Gündem

'Hiçbir şey hissetmedim, vurup kafayı yattım'

Balyoz soruşturması ve evrakta sahtecilik, görevi kötüye kullanma suçlamalarından tutuklanan Cihaner, tahliyesinin ardından Cumhuriyet Gazetesine konuştu.

22 Haziran 2010 03:00
T24 - Erzincan Cumhuriyet Başsavcısı İlhan Cihaner, 4 aylık tutukluluk süresinin sonunda İstanbul 9. Ağır Ceza Mahkemesi'nin verdiği kararla 18 Haziran 2010 Cuma günü Ankara Silivri F tipi Cezaevi'nden tahliye oldu. Balyoz soruşturması ve evrakta sahtecilik, görevi kötüye kullanma suçlamalarından tutuklanan Cihaner, tahliyesinin ardından Cumhuriyet Gazetesine konuştu.

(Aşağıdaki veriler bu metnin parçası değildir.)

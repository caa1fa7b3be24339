//! Publishing lifecycle.
//!
//! A [`Publisher`] owns one delivery channel and one payload encoder and
//! walks through
//! `Uninitialized -> ChannelReady -> EncoderReady? -> Publishing -> Draining -> Closed`.
//! Delivery outcomes are consumed by a separate observer task for the whole
//! Publishing and Draining phases, so submission never waits on the broker.
//!
//! # Example
//!
//! ```rust,no_run
//! use order_publisher::config::PublisherConfig;
//! use order_publisher::kafka::{MemoryChannel, MemoryMode};
//! use order_publisher::record::Order;
//! use order_publisher::Publisher;
//!
//! #[tokio::main]
//! async fn main() -> order_publisher::Result<()> {
//!     let channel = MemoryChannel::new(MemoryMode::Available);
//!     let publisher = Publisher::new(channel, &PublisherConfig::default());
//!
//!     let report = publisher.publish(&Order::samples()).await?;
//!     println!("delivered {} of {}", report.delivered, report.submitted);
//!     Ok(())
//! }
//! ```

use crate::config::PublisherConfig;
use crate::encoder::{KeyStrategy, PayloadEncoder, SchemaRegistry, SchemaRegistryEncoder};
use crate::kafka::{DeliveryChannel, DeliveryEvents, DeliveryOutcome};
use crate::record::Record;
use crate::{Error, Result};
use futures::StreamExt;
use std::sync::Arc;
use std::time::Duration;
use tokio::runtime::{Handle, RuntimeFlavor};
use tracing::{debug, error, info, warn};

#[derive(Debug, Clone, Copy, PartialEq, Eq)]
pub enum PublisherState {
    Uninitialized,
    ChannelReady,
    EncoderReady,
    Publishing,
    Draining,
    Closed,
}

/// What happened to a publishing run.
#[derive(Debug, Clone, Default, PartialEq, Eq)]
pub struct PublishReport {
    pub submitted: usize,
    pub delivered: usize,
    pub failed: usize,
    /// Messages still in flight when the flush returned.
    pub unflushed: usize,
    pub flushed: bool,
    /// Every outcome observed, in arrival order.
    pub outcomes: Vec<DeliveryOutcome>,
}

impl PublishReport {
    pub fn is_complete(&self) -> bool {
        self.flushed && self.failed == 0 && self.delivered == self.submitted
    }

    /// Turns an incomplete run into the matching error.
    pub fn into_result(self) -> Result<Self> {
        if !self.flushed {
            return Err(Error::FlushTimeout {
                pending: self.unflushed,
            });
        }
        if self.failed > 0 {
            return Err(Error::PartialDelivery {
                failed: self.failed,
                pending: self.unflushed,
            });
        }
        Ok(self)
    }
}

#[derive(Debug, Default)]
struct DeliverySummary {
    delivered: usize,
    failed: usize,
    outcomes: Vec<DeliveryOutcome>,
}

pub struct Publisher<C: DeliveryChannel> {
    channel: C,
    encoder: PayloadEncoder,
    key_strategy: KeyStrategy,
    topic: String,
    flush_timeout: Duration,
    state: PublisherState,
}

impl<C: DeliveryChannel> Publisher<C> {
    /// Takes ownership of a constructed channel. Records are JSON encoded
    /// until a schema registry is attached.
    pub fn new(channel: C, config: &PublisherConfig) -> Self {
        debug!(
            from = ?PublisherState::Uninitialized,
            to = ?PublisherState::ChannelReady,
            "Publisher state change"
        );

        Self {
            channel,
            encoder: PayloadEncoder::default(),
            key_strategy: KeyStrategy::from_fields(&config.key_fields),
            topic: config.topic.clone(),
            flush_timeout: config.flush_timeout(),
            state: PublisherState::ChannelReady,
        }
    }

    pub fn state(&self) -> PublisherState {
        self.state
    }

    pub fn encoder(&self) -> &PayloadEncoder {
        &self.encoder
    }

    /// Switches to schema validated encoding.
    ///
    /// If the registry cannot be reached the channel is closed before
    /// anything was submitted and the error is returned.
    pub async fn with_schema_registry(mut self, registry: Arc<dyn SchemaRegistry>) -> Result<Self> {
        match SchemaRegistryEncoder::connect(registry).await {
            Ok(encoder) => {
                self.encoder = PayloadEncoder::SchemaRegistry(encoder);
                self.transition(PublisherState::EncoderReady);
                Ok(self)
            }
            Err(e) => {
                error!("Failed to create schema registry encoder: {}", e);
                self.transition(PublisherState::Closed);
                self.channel.close();
                Err(e)
            }
        }
    }

    /// Submits every record, drains the channel and closes it.
    ///
    /// The first encoding or submission error aborts the remaining records.
    /// Whatever was already submitted is still flushed before the error is
    /// returned, wrapped in [`Error::Aborted`] with the drain result. A flush that times out is not an error here; it is reported
    /// through [`PublishReport::flushed`].
    pub async fn publish<R: Record>(mut self, records: &[R]) -> Result<PublishReport> {
        let events = match self.channel.events() {
            Some(events) => events,
            None => {
                self.transition(PublisherState::Closed);
                self.channel.close();
                return Err(Error::Submission(
                    "delivery events already taken".to_string(),
                ));
            }
        };
        let observer = tokio::spawn(observe(events));

        self.transition(PublisherState::Publishing);
        info!(
            topic = %self.topic,
            count = records.len(),
            encoder = self.encoder.name(),
            "Publishing records"
        );

        let mut submitted = 0;
        let mut failure = None;
        for (index, record) in records.iter().enumerate() {
            match self.submit_record(record).await {
                Ok(id) => {
                    submitted += 1;
                    debug!(id, index, "Record submitted");
                }
                Err(e) => {
                    error!(index, "Aborting remaining submissions: {}", e);
                    failure = Some(e);
                    break;
                }
            }
        }

        self.transition(PublisherState::Draining);
        let flushed = flush_blocking(&mut self.channel, self.flush_timeout);
        let unflushed = self.channel.in_flight();

        self.transition(PublisherState::Closed);
        self.channel.close();

        let summary = observer.await.unwrap_or_else(|e| {
            error!("Delivery observer failed: {}", e);
            DeliverySummary::default()
        });

        if let Some(e) = failure {
            if submitted == 0 {
                return Err(e);
            }
            if !flushed {
                warn!(
                    unflushed,
                    timeout_ms = self.flush_timeout.as_millis() as u64,
                    "Partial delivery: flush timed out after aborted publish"
                );
            }
            return Err(Error::Aborted {
                source: Box::new(e),
                submitted,
                unflushed,
                flushed,
            });
        }

        let report = PublishReport {
            submitted,
            delivered: summary.delivered,
            failed: summary.failed,
            unflushed,
            flushed,
            outcomes: summary.outcomes,
        };

        if !report.flushed {
            warn!(
                unflushed = report.unflushed,
                timeout_ms = self.flush_timeout.as_millis() as u64,
                "Partial delivery: flush timed out"
            );
        } else if report.failed > 0 {
            warn!(failed = report.failed, "Partial delivery: some messages failed");
        }

        info!(
            submitted = report.submitted,
            delivered = report.delivered,
            failed = report.failed,
            "Publishing finished"
        );
        Ok(report)
    }

    async fn submit_record<R: Record>(&mut self, record: &R) -> Result<u64> {
        let key = if self.key_strategy.is_keyed() {
            let value = serde_json::to_value(record)?;
            let key = self.key_strategy.extract_key(&value);
            if key.is_none() {
                debug!("Record has no value for the configured key, sending unkeyed");
            }
            key
        } else {
            None
        };

        let payload = self.encoder.encode(&self.topic, record).await?;
        self.channel
            .submit(&self.topic, key.as_deref().map(str::as_bytes), &payload)
    }

    fn transition(&mut self, to: PublisherState) {
        debug!(from = ?self.state, to = ?to, "Publisher state change");
        self.state = to;
    }
}

/// `flush` blocks the calling thread; on a multi-thread runtime the worker
/// is handed over so other tasks keep running.
fn flush_blocking<C: DeliveryChannel>(channel: &mut C, timeout: Duration) -> bool {
    match Handle::try_current().map(|handle| handle.runtime_flavor()) {
        Ok(RuntimeFlavor::MultiThread) => {
            tokio::task::block_in_place(|| channel.flush(timeout))
        }
        _ => channel.flush(timeout),
    }
}

async fn observe(mut events: DeliveryEvents) -> DeliverySummary {
    let mut summary = DeliverySummary::default();

    while let Some(outcome) = events.next().await {
        match &outcome {
            DeliveryOutcome::Delivered {
                id,
                topic,
                partition,
                offset,
                key,
            } => {
                summary.delivered += 1;
                info!(
                    id,
                    topic = %topic,
                    partition,
                    offset,
                    key = key.as_deref().unwrap_or_default(),
                    "Produced event"
                );
            }
            DeliveryOutcome::Failed { id, topic, cause } => {
                summary.failed += 1;
                warn!(id, topic = %topic, cause = %cause, "Failed to deliver message");
            }
        }
        summary.outcomes.push(outcome);
    }

    summary
}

İlhan Cihaner'in Cumhuriyet Gazetesinde "Gandi modeliyle direndi" başlığıyla yayımlanan (22 Haziran 2010) yazı şöyle:


Türkiye onu başsavcılık makamı basılıp adliyeden çıkarılırken polisin esas duruşla uğurladığı Erzincan Cumhuriyet Başsavcısı olarak tanıdı. Ardından ise Yargıtay’ın pek çok kez istemesine ve girişimde bulunmasına karşın dava dosyasının o il senin bu kent benim “kaçırılmasını” şaşkınlıkla izledi.

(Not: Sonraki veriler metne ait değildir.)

//! Records published by the workflow.
//!
//! A [`Record`] is any serde value that can also describe its shape as a
//! JSON Schema, which the schema registry encoder registers per topic.

use rand::seq::SliceRandom;
use rand::Rng;
use serde::de::DeserializeOwned;
use serde::{Deserialize, Serialize};
use serde_json::{json, Value};

/// A structured value that can be published.
pub trait Record: Serialize + DeserializeOwned {
    /// Title used for the registered schema.
    fn schema_title() -> &'static str;

    /// JSON Schema describing the serialized form of this record.
    fn json_schema() -> Value;
}

/// A customer order.
#[derive(Debug, Clone, PartialEq, Eq, Serialize, Deserialize)]
#[serde(rename_all = "camelCase")]
pub struct Order {
    pub order_address: String,
    pub order_id: i64,
    pub order_time: i64,
}

impl Order {
    pub fn new(order_address: impl Into<String>, order_id: i64, order_time: i64) -> Self {
        Self {
            order_address: order_address.into(),
            order_id,
            order_time,
        }
    }

    /// The fixed sample orders the publisher draws from.
    pub fn samples() -> Vec<Order> {
        vec![
            Order::new("Rua Jacinto", 12, 12345),
            Order::new("Rua Goiás Topen", 12, 12345),
            Order::new("Rua Miguel Jovita", 13, 12345),
            Order::new("Rua CT Garra", 14, 12345),
        ]
    }

    /// Picks `count` sample orders uniformly at random, with replacement.
    pub fn sample_batch<R: Rng + ?Sized>(count: usize, rng: &mut R) -> Vec<Order> {
        let samples = Self::samples();
        (0..count)
            .filter_map(|_| samples.choose(rng).cloned())
            .collect()
    }
}

impl Record for Order {
    fn schema_title() -> &'static str {
        "Order"
    }

    fn json_schema() -> Value {
        json!({
            "$schema": "http://json-schema.org/draft-07/schema#",
            "title": Self::schema_title(),
            "type": "object",
            "properties": {
                "orderAddress": { "type": "string" },
                "orderId": { "type": "integer" },
                "orderTime": { "type": "integer" }
            },
            "required": ["orderAddress", "orderId", "orderTime"],
            "additionalProperties": false
        })
    }
}
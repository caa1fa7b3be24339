#![allow(dead_code)]

use order_publisher::config::{Config, KafkaConfig, PublisherConfig};
use std::collections::HashMap;
use std::env;

/// Get test configuration from environment variables
pub fn get_test_config() -> Config {
    // Use TEST_ prefix for test environment variables
    let kafka = KafkaConfig {
        brokers: env::var("TEST_KAFKA_BROKERS")
            .unwrap_or_else(|_| "localhost:9092".to_string())
            .split(',')
            .map(|s| s.trim().to_string())
            .collect(),
        compression: "none".to_string(),
        acks: "all".to_string(),
        linger_ms: 0, // Immediate sending for tests
        message_timeout_ms: 10_000,
        client_properties: None,
        properties: HashMap::new(),
    };

    let publisher = PublisherConfig {
        topic: format!("test_orders_{}", std::process::id()),
        message_count: 3,
        flush_timeout_ms: 10_000,
        schema_validation: false,
        key_fields: vec!["orderId".to_string()],
    };

    Config {
        kafka,
        publisher,
        schema_registry: None,
    }
}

Dört ay cezaevinde tutuklu kalan Erzincan Başsavcısı İlhan Cihaner’i “İnsan ve Cumhuriyet sevdalısı” nitelemesi anlatır. Biz cezaevindeki zor günlerini anlatmasını istemiştik o bize cezaevinde çalışanların sorunlarını anlatmayı yeğledi. Biz karşılaştığı hukuksuzluk ve haksızlıkların izini sürdük, o bize adalet duygusunun rencide olduğu toplumların yaşayacağı felaketleri anlattı. Yaşadığı tüm tatsızlıklara karşın alçakgönüllülüğünü koruyan Cihaner “ben” yerine “biz” diyebilen bir insan. Yaşadıklarının kişiselleştirilmesi durumunda “büyük resmin gözden” kaçacağı kaygısında. Cihaner’e göre büyük resim adalet duygusunun yerle yeksan olması...

Makamının basılıp gözaltına alındığı 16 Şubat 2010 tarihine gelinceye kadar sistemli biçimde aleyhine yayınlar yapıldığını anımsatan Cihaner, tutuklanacağının aklından geçip geçmediğini sorduğumuzda, başlıyor anlatmaya: “Ciddi suç iddiaları vardı ama soruşturma bile yapılmadı. Adalet Bakanlığı’nın da sürece seyirci kalması, açıkçası bu noktaya (tutuklama) gelineceğini hissettirdi. Süreç içerisinde alternatiflerin tamamı aklımızın köşesinde vardı. Normali olduğu için de değil, her şey zıvanadan çıktığı için. Özel yargılama usulü göz ardı edildi. Zihin cimnastiği de olsa soruşturma aşamasında olası bir gözaltı yaşasam bile birinci sınıf olmam nedeniyle kovuşturma aşamasının Yargıtay’da yapılacağı konusunda hiç kuşkum yoktu. Hatta bunu sadece ben düşünmedim. Zaman gazetesinde, Adalet Bakanlığı’nın 16 Şubat tarihli sabaha karşı yaptığı açıklamada bile yargılamamın Yargıtay’da yapılacağı yazıyordu. Ama cep kitabı hukukçular gibi birileri çıkıp kanundan sayfa açıp yorumlar yaparak durumumu değerlendirdi. Mademki her şey bu kadar basitti bunca hukukçu ne diye yıllarca hukuk fakültelerinde dirsek çürüttü?”

‘Vurup kafayı yattım’

Erzincan Adliyesi’ndeki Başsavcılık makamının “basılıp” gözaltına alınmasının ardından Erzurum’a gidişi ve cezavindeki ilk gününü sorduğumuzda bilinmez bir geceyi anlatmasını beklemiştik. O ise kırık dökük ve o güne çok da önem atfetmeyen cümlelerle “Dramazite edilecek şeyler değil. Gözaltı ve tutukluluk süreci harala gürele bir süreçti. Hiçbir şey de hissetmedim. Vurup kafayı yattım!” Şaşkınlığımız karşısında “Abartılı gelebilir ama yerimi bile çok yadırgadığımı söylemem” bile deyiverdi olanca sakinliğiyle.